理由は、おばあちゃんが横を通りかかって「火の用心ですよ」って拍子木を鳴らしたからだ。
501:名無しの大魔道士
見てる。……あの音、やばいだろ。俺の最大火力魔法『エクスプロージョン』を詠唱中だったんだが、拍子木が鳴った瞬間に火が消えて「マッチの火」になったぞ。
502:名無しの密偵
攻略組のトップが、拍子木の音を聴いて「俺、今から実家の戸締まりを確認してくる」って言って、今ガチでログアウトしたぞ。
503:名無しのアタッカー
拍子木(現在は世界唯一の戦略兵器無力化デバイス)
504:名無しの聖職者
運営の公式ブログ:『「戦争」という名の大型イベントが、おばあちゃんの「火の用心」により、「全プレイヤーによる戸締まり点検イベント」に変更されました。火事を出さなかった街には、おばあちゃんから特製のお漬物が配られます』
505:運営の悲鳴(戸締まり中)
【最終告知】「乾燥」とは「愛情不足」であると、おばあちゃんの拍子木に教わりました。
サーバーのオーバーヒートも、おばあちゃんが「熱いわねぇ」って扇子で仰いだら治りました。皆さん、火の用心です。
「ふぅ。皆さん、落ち着いて眠れそうで何よりですねぇ、セシルさん」
深夜。魔王城への帰り道。私たちは、静まり返った王都を振り返りながら、ゆっくりと歩いていました。
スノウさんは私の手を握り、自分でも「カン、カン」と小さな声で真似をしながら、小さく「……おばあちゃん。……私、みんなの、心、守る。……火の用心、大好き」と呟きました。

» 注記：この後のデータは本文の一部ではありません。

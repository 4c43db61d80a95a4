//! Event dispatch system
//!
//! Typed publish/subscribe for widget notifications, plus the platform-agnostic
//! key codes the scrollbar understands.
//!
//! An [`EventBus`] is owned by exactly one widget. Every handler it holds is
//! identified by a [`SubscriptionId`]; [`EventBus::clear`] releases all of them
//! at once when the owner is torn down.

use slotmap::{new_key_type, SlotMap};
use smallvec::SmallVec;

new_key_type! {
    /// Handle to a handler registered on an [`EventBus`]
    pub struct SubscriptionId;
}

/// Virtual key codes (platform-agnostic)
#[derive(Clone, Copy, Debug, PartialEq, Eq, Hash, Default)]
pub struct KeyCode(pub u32);

impl KeyCode {
    // Arrow keys
    pub const LEFT: KeyCode = KeyCode(0x25);
    pub const UP: KeyCode = KeyCode(0x26);
    pub const RIGHT: KeyCode = KeyCode(0x27);
    pub const DOWN: KeyCode = KeyCode(0x28);

    // Navigation keys
    pub const HOME: KeyCode = KeyCode(0x24);
    pub const END: KeyCode = KeyCode(0x23);
    pub const PAGE_UP: KeyCode = KeyCode(0x21);
    pub const PAGE_DOWN: KeyCode = KeyCode(0x22);
}

/// Event handler function type
pub type EventHandler<E> = Box<dyn Fn(&E)>;

struct Entry<E> {
    handler: EventHandler<E>,
    once: bool,
}

/// Dispatches typed events to registered handlers
///
/// Handlers run in registration order. Handlers registered with
/// [`EventBus::once`] are removed after their first delivery.
pub struct EventBus<E> {
    handlers: SlotMap<SubscriptionId, Entry<E>>,
    order: Vec<SubscriptionId>,
}

impl<E> EventBus<E> {
    pub fn new() -> Self {
        Self {
            handlers: SlotMap::with_key(),
            order: Vec::new(),
        }
    }

    /// Register a handler that runs for every emitted event
    pub fn subscribe<F>(&mut self, handler: F) -> SubscriptionId
    where
        F: Fn(&E) + 'static,
    {
        self.insert(Box::new(handler), false)
    }

    /// Register a handler that runs for the next emitted event only
    pub fn once<F>(&mut self, handler: F) -> SubscriptionId
    where
        F: Fn(&E) + 'static,
    {
        self.insert(Box::new(handler), true)
    }

    fn insert(&mut self, handler: EventHandler<E>, once: bool) -> SubscriptionId {
        let id = self.handlers.insert(Entry { handler, once });
        self.order.push(id);
        id
    }

    /// Remove a single handler. Returns false if it was already gone.
    pub fn unsubscribe(&mut self, id: SubscriptionId) -> bool {
        if self.handlers.remove(id).is_none() {
            return false;
        }
        self.order.retain(|existing| *existing != id);
        true
    }

    /// Remove every handler
    pub fn clear(&mut self) {
        if !self.handlers.is_empty() {
            tracing::trace!(count = self.handlers.len(), "clearing event handlers");
        }
        self.handlers.clear();
        self.order.clear();
    }

    /// Deliver an event to all handlers
    pub fn emit(&mut self, event: &E) {
        let mut expired: SmallVec<[SubscriptionId; 4]> = SmallVec::new();

        for id in &self.order {
            if let Some(entry) = self.handlers.get(*id) {
                (entry.handler)(event);
                if entry.once {
                    expired.push(*id);
                }
            }
        }

        for id in expired {
            self.unsubscribe(id);
        }
    }

    /// Check whether a handler is still registered
    pub fn contains(&self, id: SubscriptionId) -> bool {
        self.handlers.contains_key(id)
    }

    pub fn len(&self) -> usize {
        self.handlers.len()
    }

    pub fn is_empty(&self) -> bool {
        self.handlers.is_empty()
    }
}

impl<E> Default for EventBus<E> {
    fn default() -> Self {
        Self::new()
    }
}

#[cfg(test)]
mod tests {
    use super::*;
    use std::cell::RefCell;
    use std::rc::Rc;

    #[test]
    fn test_emit_reaches_all_handlers_in_order() {
        let log = Rc::new(RefCell::new(Vec::new()));
        let mut bus = EventBus::<u32>::new();

        let first = log.clone();
        bus.subscribe(move |v| first.borrow_mut().push(("first", *v)));
        let second = log.clone();
        bus.subscribe(move |v| second.borrow_mut().push(("second", *v)));

        bus.emit(&7);
        assert_eq!(*log.borrow(), vec![("first", 7), ("second", 7)]);
    }

    #[test]
    fn test_once_handler_fires_once() {
        let count = Rc::new(RefCell::new(0));
        let mut bus = EventBus::<()>::new();

        let counter = count.clone();
        let id = bus.once(move |_| *counter.borrow_mut() += 1);

        bus.emit(&());
        bus.emit(&());
        assert_eq!(*count.borrow(), 1);
        assert!(!bus.contains(id));
        assert!(bus.is_empty());
    }

    #[test]
    fn test_unsubscribe_and_clear() {
        let count = Rc::new(RefCell::new(0));
        let mut bus = EventBus::<()>::new();

        let a = count.clone();
        let id = bus.subscribe(move |_| *a.borrow_mut() += 1);
        let b = count.clone();
        bus.subscribe(move |_| *b.borrow_mut() += 10);

        assert!(bus.unsubscribe(id));
        assert!(!bus.unsubscribe(id));
        bus.emit(&());
        assert_eq!(*count.borrow(), 10);

        bus.clear();
        bus.emit(&());
        assert_eq!(*count.borrow(), 10);
        assert_eq!(bus.len(), 0);
    }
}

「はい、キヨ様。……おしとやかに、次は異界の『降雪の神』を召喚して、世界中の乾燥を一気に潤す『初雪の絨毯』を敷き詰めましょうか」
「……ゆき。……ふわふわ。……私、得意。……おばあちゃんに、最高に、綺麗な、冬、見せる」
スノウさんの自信満々な宣言に、リタさんの「風邪を引かない程度にね!」という幸せそうなツッコミが、冬の星空に心地よく響き渡りました。
百歳の少女(魂)の「火の用心」は、世界の苛立ちを、最高に静かで温かな「守護の祈り」へと変えてしまったのでした。